*** Materials provided ***

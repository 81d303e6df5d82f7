//! Rate limiting configuration

use crate::core::rate_limiter::RateLimitPolicy;
use serde::{Deserialize, Serialize};
use std::time::Duration;

/// Where fixed-window counters live
#[derive(Debug, Clone, Copy, PartialEq, Eq, Default, Serialize, Deserialize)]
#[serde(rename_all = "snake_case")]
pub enum CounterBackend {
    /// Process-local counters, correct for a single instance only
    #[default]
    Memory,
    /// Shared counters in Redis, correct across instances
    Redis,
}

/// Rate limiting configuration
#[derive(Debug, Clone, Serialize, Deserialize)]
pub struct RateLimitConfig {
    /// Enable rate limiting
    #[serde(default = "super::default_true")]
    pub enabled: bool,
    /// Policy for anonymous callers and users without roles; `null` means unlimited
    #[serde(default = "default_anonymous_policy")]
    pub default_policy: Option<RateLimitPolicy>,
    /// Counter store backend
    #[serde(default)]
    pub backend: CounterBackend,
    /// Prefix for counter keys
    #[serde(default = "default_key_prefix")]
    pub key_prefix: String,
    /// Sweep interval for expired in-memory windows
    #[serde(default = "default_cleanup_interval")]
    pub cleanup_interval_secs: u64,
}

impl Default for RateLimitConfig {
    fn default() -> Self {
        Self {
            enabled: true,
            default_policy: default_anonymous_policy(),
            backend: CounterBackend::default(),
            key_prefix: default_key_prefix(),
            cleanup_interval_secs: default_cleanup_interval(),
        }
    }
}

impl RateLimitConfig {
    pub fn cleanup_interval(&self) -> Duration {
        Duration::from_secs(self.cleanup_interval_secs.max(1))
    }

    pub fn validate(&self) -> Result<(), String> {
        if self.key_prefix.is_empty() {
            return Err("Rate limit key prefix cannot be empty".to_string());
        }
        if self.key_prefix.contains(char::is_whitespace) {
            return Err("Rate limit key prefix cannot contain whitespace".to_string());
        }
        Ok(())
    }
}

fn default_anonymous_policy() -> Option<RateLimitPolicy> {
    RateLimitPolicy::per_minute(10).ok()
}

fn default_key_prefix() -> String {
    "authgate:ratelimit".to_string()
}

fn default_cleanup_interval() -> u64 {
    60
}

*** End of Materials provided ***

The task. Return the final stretch of the listing exactly, starting with the line that contains "#[derive(Debug, Clone, Serialize, Deserialize)]" and ending with the last line.

Answer to this exercise.
#[derive(Debug, Clone, Serialize, Deserialize)]
pub struct RateLimitConfig {
    /// Enable rate limiting
    #[serde(default = "super::default_true")]
    pub enabled: bool,
    /// Policy for anonymous callers and users without roles; `null` means unlimited
    #[serde(default = "default_anonymous_policy")]
    pub default_policy: Option<RateLimitPolicy>,
    /// Counter store backend
    #[serde(default)]
    pub backend: CounterBackend,
    /// Prefix for counter keys
    #[serde(default = "default_key_prefix")]
    pub key_prefix: String,
    /// Sweep interval for expired in-memory windows
    #[serde(default = "default_cleanup_interval")]
    pub cleanup_interval_secs: u64,
}

impl Default for RateLimitConfig {
    fn default() -> Self {
        Self {
            enabled: true,
            default_policy: default_anonymous_policy(),
            backend: CounterBackend::default(),
            key_prefix: default_key_prefix(),
            cleanup_interval_secs: default_cleanup_interval(),
        }
    }
}

impl RateLimitConfig {
    pub fn cleanup_interval(&self) -> Duration {
        Duration::from_secs(self.cleanup_interval_secs.max(1))
    }

    pub fn validate(&self) -> Result<(), String> {
        if self.key_prefix.is_empty() {
            return Err("Rate limit key prefix cannot be empty".to_string());
        }
        if self.key_prefix.contains(char::is_whitespace) {
            return Err("Rate limit key prefix cannot contain whitespace".to_string());
        }
        Ok(())
    }
}

fn default_anonymous_policy() -> Option<RateLimitPolicy> {
    RateLimitPolicy::per_minute(10).ok()
}

fn default_key_prefix() -> String {
    "authgate:ratelimit".to_string()
}

fn default_cleanup_interval() -> u64 {
    60
}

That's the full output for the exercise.